Figures 1(b) and (c) show the response of a nematic liquid crystal 5CB to a 100 fs pump light pulse with the strength of the electric field of 660 V/μm oscillating along the nematic director. Well within the first ps of the light pulse, one can clearly observe an ultrafast optical transient, both in the normalised relative transmission of the sample and in the rotation of the probe beam polarisation. The change in the relative transmission is the strongest when the pump beam is also polarised along the director, therefore sensing the change in the extraordinary index of refraction of 5 CB. Obviously, there is an ultrafast change in the transmission of the sample for extraordinary polarisation, which is due to the time dependence of the extraordinary index of refraction. This change of the refractive index instantaneously modifies the transmission of the sample because a different amount of light is reflected at the interface between the quartz glass plate and the 5CB. On the other hand, there is little change when the probe polarisation is sensing the ordinary refractive index with the polarisation normal to the director.
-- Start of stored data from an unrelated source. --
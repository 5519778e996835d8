//! Task registry entries used for recency sorting.

use super::TaskName;
use chrono::{DateTime, Utc};
use serde::{Deserialize, Serialize};

/// A known task and when it last received a commit.
#[derive(Debug, Clone, PartialEq, Eq, Serialize, Deserialize)]
pub struct RegistryEntry {
    task_name: TaskName,
    last_used: DateTime<Utc>,
}

impl RegistryEntry {
    /// Creates a registry entry.
    #[must_use]
    pub const fn new(task_name: TaskName, last_used: DateTime<Utc>) -> Self {
        Self {
            task_name,
            last_used,
        }
    }

    /// Returns the task name.
    #[must_use]
    pub const fn task_name(&self) -> &TaskName {
        &self.task_name
    }

    /// Returns when the task was last used.
    #[must_use]
    pub const fn last_used(&self) -> DateTime<Utc> {
        self.last_used
    }
}

/// Sorts entries most recently used first; ties keep name order.
pub fn sort_by_recency(entries: &mut [RegistryEntry]) {
    entries.sort_by(|left, right| {
        right
            .last_used
            .cmp(&left.last_used)
            .then_with(|| left.task_name.cmp(&right.task_name))
    });
}
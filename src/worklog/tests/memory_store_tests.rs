//! In-memory row store and registry adapter tests.

use super::support::{day, entry, instant};
use crate::worklog::{
    adapters::memory::{InMemoryRowStore, InMemoryTaskRegistry},
    domain::{ENTRY_COLUMNS, RegistryEntry, TableKind, TaskName},
    ports::{RegistryError, RowId, RowStore, RowStoreError, TaskRegistry},
};
use rstest::{fixture, rstest};

#[fixture]
fn store() -> InMemoryRowStore {
    InMemoryRowStore::with_tables([TableKind::Daily])
}

fn name(value: &str) -> TaskName {
    TaskName::new(value).expect("valid task name")
}

#[rstest]
#[tokio::test(flavor = "multi_thread")]
async fn tables_are_created_with_the_entry_header(store: InMemoryRowStore) {
    assert_eq!(store.header(TableKind::Daily), Some(ENTRY_COLUMNS.to_vec()));
    assert_eq!(store.header(TableKind::Weekly), None);

    assert!(store.ensure_table(TableKind::Weekly).await.expect("create"));
    assert!(!store.ensure_table(TableKind::Weekly).await.expect("no-op"));
    assert_eq!(store.header(TableKind::Weekly), Some(ENTRY_COLUMNS.to_vec()));
}

#[rstest]
#[tokio::test(flavor = "multi_thread")]
async fn append_skips_entries_already_present(store: InMemoryRowStore) {
    let first = entry("Auth", 100, day(2026, 3, 2), "a");
    let second = entry("Billing", 100, day(2026, 3, 2), "b");

    let initial = store
        .append_rows(TableKind::Daily, std::slice::from_ref(&first))
        .await
        .expect("append");
    let repeated = store
        .append_rows(TableKind::Daily, &[first, second])
        .await
        .expect("append");

    assert_eq!((initial, repeated), (1, 1));
    let rows = store.read_rows(TableKind::Daily).await.expect("read");
    let names: Vec<&str> = rows.iter().map(|r| r.entry.task_name().as_str()).collect();
    assert_eq!(names, ["Auth", "Billing"]);
}

#[rstest]
#[tokio::test(flavor = "multi_thread")]
async fn update_and_delete_address_rows_by_handle(store: InMemoryRowStore) {
    let original = entry("Auth", 100, day(2026, 3, 2), "a");
    store
        .append_rows(TableKind::Daily, std::slice::from_ref(&original))
        .await
        .expect("append");
    let handle = store
        .read_rows(TableKind::Daily)
        .await
        .expect("read")
        .first()
        .map(|row| row.id)
        .expect("stored row");
    let replacement = entry("Auth", 300, day(2026, 3, 2), "b");

    store
        .update_row(TableKind::Daily, handle, &replacement)
        .await
        .expect("update");
    let stored = store.read_rows(TableKind::Daily).await.expect("read");
    assert_eq!(stored.first().map(|row| &row.entry), Some(&replacement));

    store
        .delete_row(TableKind::Daily, handle)
        .await
        .expect("delete");
    let missing = store.delete_row(TableKind::Daily, handle).await;
    assert!(matches!(missing, Err(RowStoreError::RowNotFound { .. })));
    let unknown = store
        .update_row(TableKind::Daily, RowId::new(99), &replacement)
        .await;
    assert!(matches!(unknown, Err(RowStoreError::RowNotFound { .. })));
}

#[rstest]
#[tokio::test(flavor = "multi_thread")]
async fn clear_keeps_the_table_and_reports_the_count(store: InMemoryRowStore) {
    let rows = [
        entry("Auth", 100, day(2026, 3, 2), "a"),
        entry("Billing", 100, day(2026, 3, 2), "b"),
    ];
    store
        .append_rows(TableKind::Daily, &rows)
        .await
        .expect("append");

    assert_eq!(store.clear(TableKind::Daily).await.expect("clear"), 2);
    assert!(store.table_exists(TableKind::Daily).await.expect("exists"));
    assert!(store.read_rows(TableKind::Daily).await.expect("read").is_empty());
}

#[rstest]
#[tokio::test(flavor = "multi_thread")]
async fn operations_on_missing_tables_fail(store: InMemoryRowStore) {
    let result = store.read_rows(TableKind::Archive).await;
    assert!(matches!(
        result,
        Err(RowStoreError::TableMissing(TableKind::Archive))
    ));
    let cleared = store.clear(TableKind::Archive).await;
    assert!(matches!(
        cleared,
        Err(RowStoreError::TableMissing(TableKind::Archive))
    ));
}

#[rstest]
#[tokio::test(flavor = "multi_thread")]
async fn registry_is_provisioned_on_first_use() {
    let registry = InMemoryTaskRegistry::new();
    assert!(!registry.is_provisioned());

    assert!(registry.list().await.expect("list").is_empty());

    assert!(registry.is_provisioned());
}

#[rstest]
#[tokio::test(flavor = "multi_thread")]
async fn registry_rename_keeps_the_timestamp() {
    let registry = InMemoryTaskRegistry::new();
    let stamped = instant(2026, 3, 1, 9, 0);
    registry
        .create(&RegistryEntry::new(name("Auth"), stamped))
        .await
        .expect("create");
    registry
        .create(&RegistryEntry::new(name("Billing"), stamped))
        .await
        .expect("create");

    let clash = registry.rename(&name("Auth"), &name("Billing")).await;
    assert!(matches!(clash, Err(RegistryError::DuplicateTask(_))));
    registry
        .rename(&name("Auth"), &name("Login"))
        .await
        .expect("rename");

    let entries = registry.list().await.expect("list");
    let login = entries
        .iter()
        .find(|e| e.task_name().as_str() == "Login")
        .expect("renamed entry");
    assert_eq!(login.last_used(), stamped);
    assert!(entries.iter().all(|e| e.task_name().as_str() != "Auth"));
}

#[rstest]
#[tokio::test(flavor = "multi_thread")]
async fn touch_inserts_or_refreshes() {
    let registry = InMemoryTaskRegistry::new();
    registry
        .touch(&name("Auth"), instant(2026, 3, 1, 9, 0))
        .await
        .expect("touch");
    registry
        .touch(&name("Auth"), instant(2026, 3, 2, 9, 0))
        .await
        .expect("touch");

    let entries = registry.list().await.expect("list");
    assert_eq!(entries.len(), 1);
    assert_eq!(
        entries.first().map(RegistryEntry::last_used),
        Some(instant(2026, 3, 2, 9, 0))
    );
}
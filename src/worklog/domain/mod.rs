//! Domain model for commit aggregation and status reporting.
//!
//! The worklog domain models daily task entries, the merge policy applied
//! to inbound commits, report grouping, and the reporting cycle state
//! machine while keeping storage, mail and HTTP concerns outside of the
//! domain boundary.

mod calendar;
mod cycle;
mod entry;
mod error;
mod hours;
mod ids;
mod policy;
mod registry;
mod schedule;
mod summary;
mod table;

pub use calendar::{ReportCalendar, format_day};
pub use cycle::{CycleState, DeliveryOutcome, ReportCycle, RolloverPlan, ThresholdGate};
pub use entry::{
    CommitEvent, DEFAULT_HOURS, DEFAULT_SHA, DEFAULT_STATUS, PersistedEntryData, TaskEntry,
    split_description,
};
pub use error::{ParseScheduleError, ParseTableKindError, WorklogDomainError};
pub use hours::Hours;
pub use ids::{CycleRunId, EntryId, TaskName};
pub use policy::{BranchRetention, MergePolicy, TaskNameMatching};
pub use registry::{RegistryEntry, sort_by_recency};
pub use schedule::CycleSchedule;
pub use summary::{GroupedReport, TaskSummary};
pub use table::{ENTRY_COLUMNS, REGISTRY_COLUMNS, TableKind};
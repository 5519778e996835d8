//! Logical tables held by the row store.

use super::ParseTableKindError;
use serde::{Deserialize, Serialize};
use std::fmt;

/// Column headers of the daily, weekly and archive tables.
pub const ENTRY_COLUMNS: [&str; 7] = [
    "Date",
    "Task Name",
    "Description",
    "Time (hrs)",
    "Status",
    "Git Branch",
    "Commit SHA",
];

/// Column headers of the task registry table.
pub const REGISTRY_COLUMNS: [&str; 2] = ["Task Name", "Last Used Timestamp"];

/// One of the three entry tables.
///
/// The derived ordering is the lock acquisition order: daily before weekly
/// before archive.
#[derive(Debug, Clone, Copy, PartialEq, Eq, PartialOrd, Ord, Hash, Serialize, Deserialize)]
#[serde(rename_all = "snake_case")]
pub enum TableKind {
    /// Today's in-progress entries.
    Daily,
    /// Entries accumulated for the current week.
    Weekly,
    /// Permanent history.
    Archive,
}

impl TableKind {
    /// All tables in lock acquisition order.
    pub const ALL: [Self; 3] = [Self::Daily, Self::Weekly, Self::Archive];

    /// Returns the canonical storage representation.
    #[must_use]
    pub const fn as_str(self) -> &'static str {
        match self {
            Self::Daily => "daily",
            Self::Weekly => "weekly",
            Self::Archive => "archive",
        }
    }
}

impl TryFrom<&str> for TableKind {
    type Error = ParseTableKindError;

    fn try_from(value: &str) -> Result<Self, Self::Error> {
        match value.trim().to_ascii_lowercase().as_str() {
            "daily" => Ok(Self::Daily),
            "weekly" => Ok(Self::Weekly),
            "archive" => Ok(Self::Archive),
            _ => Err(ParseTableKindError(value.to_owned())),
        }
    }
}

impl fmt::Display for TableKind {
    fn fmt(&self, f: &mut fmt::Formatter<'_>) -> fmt::Result {
        f.write_str(self.as_str())
    }
}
Figure 1(c) shows the time dependence of the rotation of the probe beam polarisation, which is the strongest when the probe beam is polarised at 45° with respect to the director. This is consistent with the major change of the ordinary refractive index and splitting of the incoming probe beam polarisation into ordinary and extraordinary beams travelling through 5CB. The phase retardation between the extraordinary index, which is strongly modified by the laser pulse, and the ordinary index, which is much less affected, is most influenced when the amplitudes of ordinary and extraordinary waves are equal, which happens at 45°.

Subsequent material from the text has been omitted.